24 August 2013

SSA is a success, first time out

We've all had reason to bitch at LL in the past for doing things that have, to be charitable, been less than successful in not royally screwing up the grid. To their credit, they've gotten things worked out and running well again, each time. Even so, the experience has been less than promising.

Eventually, you'd think they'd feel snakebit and shy away from big changes. Thankfully, they haven't. They took on one of the biggest problems in SL, bake fail, and seem to be well on the way to banishing it from the grid once and for all.

Oz Linden has said that SL is the only place where it's not unheard of for someone to go to a business meeting and ask, "Where did my pants go?". That's not a recommendation, folks. What it is is bake fail: your avatar's appearance doesn't turn out the way you'd intended it to from wearing clothing and such because some parts of it fail to be shown properly.

That's the whole idea behind server-side appearance.
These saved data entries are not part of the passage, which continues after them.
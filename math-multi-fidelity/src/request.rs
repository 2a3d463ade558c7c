//! Per-objective fidelity requests.

use crate::error::{FidelityError, Result};
use std::collections::BTreeMap;
use std::fmt;
use std::str::FromStr;

/// Sparse map from zero-based objective index to fidelity level.
///
/// Level 0 is the unperturbed high-fidelity value. Objectives left out of the
/// request are not computed and come back as NaN.
#[derive(Debug, Clone, Default, PartialEq, Eq)]
pub struct FidelityRequest {
    levels: BTreeMap<usize, u32>,
}

impl FidelityRequest {
    /// Empty request; every objective comes back NaN.
    pub fn new() -> Self {
        Self::default()
    }

    /// Builder form of [`set`](Self::set)
    pub fn with(mut self, objective: usize, level: u32) -> Self {
        self.set(objective, level);
        self
    }

    /// Request `level` for the zero-based `objective`, replacing any earlier entry.
    pub fn set(&mut self, objective: usize, level: u32) -> &mut Self {
        self.levels.insert(objective, level);
        self
    }

    /// Same level for objectives `0..n_obj`
    pub fn uniform(n_obj: usize, level: u32) -> Self {
        Self {
            levels: (0..n_obj).map(|f| (f, level)).collect(),
        }
    }

    /// Level 0 for every objective
    pub fn high_fidelity(n_obj: usize) -> Self {
        Self::uniform(n_obj, 0)
    }

    /// Add an entry by label: `f1`, `F2` or `Phi_f3` name objectives 0, 1 and 2.
    pub fn with_label(self, label: &str, level: u32) -> Result<Self> {
        let objective = parse_label(label)?;
        Ok(self.with(objective, level))
    }

    /// Requested level for the zero-based `objective`
    pub fn level(&self, objective: usize) -> Option<u32> {
        self.levels.get(&objective).copied()
    }

    /// Requested objectives in ascending order
    pub fn objectives(&self) -> impl Iterator<Item = usize> + '_ {
        self.levels.keys().copied()
    }

    /// `(objective, level)` pairs in ascending objective order
    pub fn iter(&self) -> impl Iterator<Item = (usize, u32)> + '_ {
        self.levels.iter().map(|(&f, &l)| (f, l))
    }

    /// Number of requested objectives
    pub fn len(&self) -> usize {
        self.levels.len()
    }

    /// Whether no objective is requested
    pub fn is_empty(&self) -> bool {
        self.levels.is_empty()
    }
}

fn parse_label(label: &str) -> Result<usize> {
    let invalid = || FidelityError::InvalidRequest(label.to_string());
    let t = label.trim();
    let t = t
        .strip_prefix("Phi_")
        .or_else(|| t.strip_prefix("phi_"))
        .unwrap_or(t);
    let digits = t
        .strip_prefix('f')
        .or_else(|| t.strip_prefix('F'))
        .ok_or_else(invalid)?;
    match digits.parse::<usize>() {
        Ok(n) if n >= 1 => Ok(n - 1),
        _ => Err(invalid()),
    }
}

impl FromIterator<(usize, u32)> for FidelityRequest {
    fn from_iter<I: IntoIterator<Item = (usize, u32)>>(iter: I) -> Self {
        Self {
            levels: iter.into_iter().collect(),
        }
    }
}

impl fmt::Display for FidelityRequest {
    fn fmt(&self, f: &mut fmt::Formatter<'_>) -> fmt::Result {
        for (i, (objective, level)) in self.iter().enumerate() {
            if i > 0 {
                f.write_str(",")?;
            }
            write!(f, "f{}={}", objective + 1, level)?;
        }
        Ok(())
    }
}

impl FromStr for FidelityRequest {
    type Err = FidelityError;

    /// Parses comma-separated `label=level` pairs such as `"f1=3, f3=0"`.
    /// The empty string is the empty request.
    fn from_str(s: &str) -> std::result::Result<Self, Self::Err> {
        let mut request = FidelityRequest::new();
        for pair in s.split(',').map(str::trim).filter(|p| !p.is_empty()) {
            let (label, level) = pair
                .split_once('=')
                .ok_or_else(|| FidelityError::InvalidRequest(pair.to_string()))?;
            let level: u32 = level
                .trim()
                .parse()
                .map_err(|_| FidelityError::InvalidRequest(pair.to_string()))?;
            let objective = parse_label(label)?;
            request.set(objective, level);
        }
        Ok(request)
    }
}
Its purpose is to fix bake fail once and for all.

The original way of doing avatar appearance, before multi-attach, was that your viewer would select the system clothing layers (shirt, underpants, skin, etcetera) to wear, either from your selection as you were putting things on or from a message from the server at login time. It would obtain the information from each piece and assemble them, then tell the server "all right, I'm wearing this list". Your viewer would then put them all together, make one texture for each major body section (head, upper torso/arms, and lower torso/legs), then upload that texture to the sim and let it pass that out to everyone to show on your avatar. That last process is called "baking".

The limitation is that the first way of doing it could only handle one attachment per attachment point. That was fine until you got to things like furry avatars who wanted to wear accessories and furry body parts on the same attachment point at the same time. The Emerald viewer came up with one way of addressing this problem, namely to define secondary attachment points at the same location as the primary; this worked, as long as the user looking at the avatar was running a compatible viewer. Needless to say, many weren't. Without server-side support, though, ti was the best that could be done.

LL added the server-side support to go along with an early release of Viewer 2. Part of that support was the Current Outfit folder (COF), which regularized and standardized handling outfits no matter how many things were attached on any given point or any clothing layer. Phoenix added proper multiattach support and dumped the old way quickly; everyone else added it as well except for the CoolVL Viewer, which did it its own, incompatible way. (But that's another flamewar we've already had.)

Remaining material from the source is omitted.